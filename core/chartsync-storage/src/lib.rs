//! SQLite storage layer for chartsync.
//!
//! Provides the always-available local store that the application writes to
//! while offline and that the sync engine reconciles with the remote store.
//!
//! # Architecture
//!
//! - Records of every table live in one `records` table keyed by
//!   `(table_name, id)`; fields are stored as lossless tagged JSON
//! - `updated_at` is a real column so delta queries and audit purges do not
//!   need to decode payloads
//! - Audit entries are ordinary records of the [`AUDIT_LOG_TABLE`] table, so
//!   they reach the remote store through the normal push path
//! - All mutation goes through the [`Repository`] trait, which the sync crate
//!   decorates with audit logging

mod audit_log;
mod error;
mod local_store;
mod repository;

pub use audit_log::{AuditLogEntry, AUDIT_LOG_TABLE, SYSTEM_USER};
pub use error::{StorageError, StorageResult};
pub use local_store::LocalStore;
pub use repository::{MergeOutcome, Repository};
☆ ☆ ☆ ☆
▶ Your task: Return every line of the material in which the word "records" is found.

▶ Solution for this task:
//! - Records of every table live in one `records` table keyed by
//! - Audit entries are ordinary records of the [`AUDIT_LOG_TABLE`] table, so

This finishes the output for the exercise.